● **Exercise data**
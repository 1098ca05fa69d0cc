//! Placeholder letter templates
//!
//! Templates use `{{ name }}` style placeholders. The set of placeholders is
//! fixed; a template naming anything else is rejected when it is loaded so
//! a typo fails the run before the first letter is written.

use crate::app::models::EnrichedRecord;
use crate::{Error, Result};
use regex::Regex;
use std::fs;
use std::path::Path;
use tracing::debug;

/// Placeholders a template may use
pub const PLACEHOLDERS: &[&str] = &["id", "name", "zipcode", "phone", "registered_at", "legislators"];

const PLACEHOLDER_PATTERN: &str = r"\{\{\s*([A-Za-z_][A-Za-z0-9_]*)\s*\}\}";

/// Turns an enriched record into the text of its letter
pub trait LetterRenderer {
    fn render(&self, record: &EnrichedRecord) -> Result<String>;
}

impl<F> LetterRenderer for F
where
    F: Fn(&EnrichedRecord) -> Result<String>,
{
    fn render(&self, record: &EnrichedRecord) -> Result<String> {
        self(record)
    }
}

/// A record field a template can refer to
#[derive(Debug, Clone, Copy, PartialEq, Eq)]
pub enum Placeholder {
    Id,
    Name,
    Zipcode,
    Phone,
    RegisteredAt,
    Legislators,
}

impl Placeholder {
    /// Resolve a placeholder name as written in a template
    pub fn from_name(name: &str) -> Option<Self> {
        match name {
            "id" => Some(Self::Id),
            "name" => Some(Self::Name),
            "zipcode" => Some(Self::Zipcode),
            "phone" => Some(Self::Phone),
            "registered_at" => Some(Self::RegisteredAt),
            "legislators" => Some(Self::Legislators),
            _ => None,
        }
    }

    pub fn name(self) -> &'static str {
        match self {
            Self::Id => "id",
            Self::Name => "name",
            Self::Zipcode => "zipcode",
            Self::Phone => "phone",
            Self::RegisteredAt => "registered_at",
            Self::Legislators => "legislators",
        }
    }

    /// Unescaped value of this field for `record`
    fn value(self, record: &EnrichedRecord) -> String {
        match self {
            Self::Id => record.id.clone(),
            Self::Name => record.name.clone(),
            Self::Zipcode => record.zipcode.clone(),
            Self::Phone => record.phone.clone(),
            Self::RegisteredAt => record.registration_display(),
            Self::Legislators => record.legislators.display_text(),
        }
    }
}

/// Piece of a parsed template
#[derive(Debug, Clone, PartialEq, Eq)]
enum Segment {
    Text(String),
    Field(Placeholder),
}

/// A parsed letter template
#[derive(Debug, Clone, PartialEq, Eq)]
pub struct LetterTemplate {
    segments: Vec<Segment>,
}

impl LetterTemplate {
    /// Parse template text, rejecting unknown placeholders
    pub fn parse(source: impl AsRef<str>) -> Result<Self> {
        let source = source.as_ref();
        let pattern = Regex::new(PLACEHOLDER_PATTERN)
            .map_err(|e| Error::template(format!("invalid placeholder pattern: {}", e)))?;

        let mut segments = Vec::new();
        let mut unknown = Vec::new();
        let mut last = 0;

        for caps in pattern.captures_iter(source) {
            let (Some(whole), Some(name)) = (caps.get(0), caps.get(1)) else {
                continue;
            };
            if whole.start() > last {
                segments.push(Segment::Text(source[last..whole.start()].to_string()));
            }
            match Placeholder::from_name(name.as_str()) {
                Some(placeholder) => segments.push(Segment::Field(placeholder)),
                None => unknown.push(name.as_str()),
            }
            last = whole.end();
        }
        if last < source.len() {
            segments.push(Segment::Text(source[last..].to_string()));
        }

        if !unknown.is_empty() {
            return Err(Error::template(format!(
                "unknown placeholder(s): {} (expected one of: {})",
                unknown.join(", "),
                PLACEHOLDERS.join(", ")
            )));
        }

        Ok(Self { segments })
    }

    /// Load and parse a template file
    pub fn from_file(path: &Path) -> Result<Self> {
        let source = fs::read_to_string(path).map_err(|e| {
            Error::io(format!("Failed to read template {}", path.display()), e)
        })?;
        debug!("Loaded letter template from {}", path.display());
        Self::parse(source)
    }

    /// Placeholders used by this template, in order of appearance
    pub fn placeholders(&self) -> Vec<&str> {
        self.segments
            .iter()
            .filter_map(|segment| match segment {
                Segment::Field(placeholder) => Some(placeholder.name()),
                Segment::Text(_) => None,
            })
            .collect()
    }
}

impl LetterRenderer for LetterTemplate {
    fn render(&self, record: &EnrichedRecord) -> Result<String> {
        let mut rendered = String::new();
        for segment in &self.segments {
            match segment {
                Segment::Text(text) => rendered.push_str(text),
                Segment::Field(placeholder) => {
                    rendered.push_str(&escape_html(&placeholder.value(record)))
                }
            }
        }
        Ok(rendered)
    }
}

/// Escape text for inclusion in an HTML letter
fn escape_html(text: &str) -> String {
    let mut escaped = String::with_capacity(text.len());
    for c in text.chars() {
        match c {
            '&' => escaped.push_str("&amp;"),
            '<' => escaped.push_str("&lt;"),
            '>' => escaped.push_str("&gt;"),
            '"' => escaped.push_str("&quot;"),
            '\'' => escaped.push_str("&#39;"),
            other => escaped.push(other),
        }
    }
    escaped
}

#[cfg(test)]
mod tests {
    use super::*;
    use crate::app::models::{Legislator, LookupOutcome};
    use crate::constants::LEGISLATOR_FALLBACK_MESSAGE;
    use chrono::NaiveDate;

    fn record(legislators: LookupOutcome) -> EnrichedRecord {
        EnrichedRecord {
            id: "1".to_string(),
            name: "Allison".to_string(),
            zipcode: "20010".to_string(),
            phone: "6154385000".to_string(),
            registered_at: NaiveDate::from_ymd_opt(2008, 11, 12)
                .and_then(|d| d.and_hms_opt(10, 47, 0)),
            legislators,
            document: String::new(),
        }
    }

    #[test]
    fn test_render_substitutes_placeholders() {
        let template = LetterTemplate::parse(
            "<p>Dear {{name}} (#{{ id }}),</p><p>{{legislators}}</p><p>{{registered_at}}</p>",
        )
        .unwrap();

        let letter = template
            .render(&record(LookupOutcome::Found(vec![
                Legislator::new("Eleanor Norton"),
            ])))
            .unwrap();

        assert_eq!(
            letter,
            "<p>Dear Allison (#1),</p><p>Eleanor Norton</p><p>November 12, 2008 at 10:47</p>"
        );
    }

    #[test]
    fn test_render_fallback_message() {
        let template = LetterTemplate::parse("{{legislators}}").unwrap();
        let letter = template.render(&record(LookupOutcome::fallback())).unwrap();
        assert_eq!(letter, LEGISLATOR_FALLBACK_MESSAGE);
    }

    #[test]
    fn test_render_escapes_values() {
        let template = LetterTemplate::parse("Dear {{name}}").unwrap();
        let mut rec = record(LookupOutcome::Found(Vec::new()));
        rec.name = "<b>Tom & Jerry</b>".to_string();

        assert_eq!(
            template.render(&rec).unwrap(),
            "Dear &lt;b&gt;Tom &amp; Jerry&lt;/b&gt;"
        );
    }

    #[test]
    fn test_unknown_placeholder_rejected() {
        let result = LetterTemplate::parse("Dear {{name}}, your {{ticket_number}}");
        match result {
            Err(Error::Template { message }) => assert!(message.contains("ticket_number")),
            other => panic!("expected template error, got {:?}", other),
        }
    }

    #[test]
    fn test_placeholders_listed_in_order() {
        let template = LetterTemplate::parse("{{zipcode}} {{phone}} {{zipcode}}").unwrap();
        assert_eq!(template.placeholders(), vec!["zipcode", "phone", "zipcode"]);
    }

    #[test]
    fn test_text_without_placeholders_is_unchanged() {
        let template = LetterTemplate::parse("Thank you for coming! { not a placeholder }").unwrap();
        let letter = template.render(&record(LookupOutcome::fallback())).unwrap();
        assert_eq!(letter, "Thank you for coming! { not a placeholder }");
    }

    #[test]
    fn test_render_invalid_date_marker() {
        let template = LetterTemplate::parse("Registered: {{registered_at}}").unwrap();
        let mut rec = record(LookupOutcome::fallback());
        rec.registered_at = None;

        assert_eq!(
            template.render(&rec).unwrap(),
            "Registered: Invalid date information"
        );
    }

    #[test]
    fn test_every_listed_placeholder_resolves() {
        for name in PLACEHOLDERS {
            let placeholder = Placeholder::from_name(name).unwrap();
            assert_eq!(placeholder.name(), *name);
        }
        assert_eq!(Placeholder::from_name("ticket_number"), None);
    }

    #[test]
    fn test_adjacent_placeholders_and_trailing_text() {
        let template = LetterTemplate::parse("{{id}}{{zipcode}} end").unwrap();
        let letter = template.render(&record(LookupOutcome::fallback())).unwrap();
        assert_eq!(letter, "120010 end");
    }
}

● **Work required**
Check each line of the entries above, and show every one holding the word "Found".

● **Output for this task**
            .render(&record(LookupOutcome::Found(vec![
        let mut rec = record(LookupOutcome::Found(Vec::new()));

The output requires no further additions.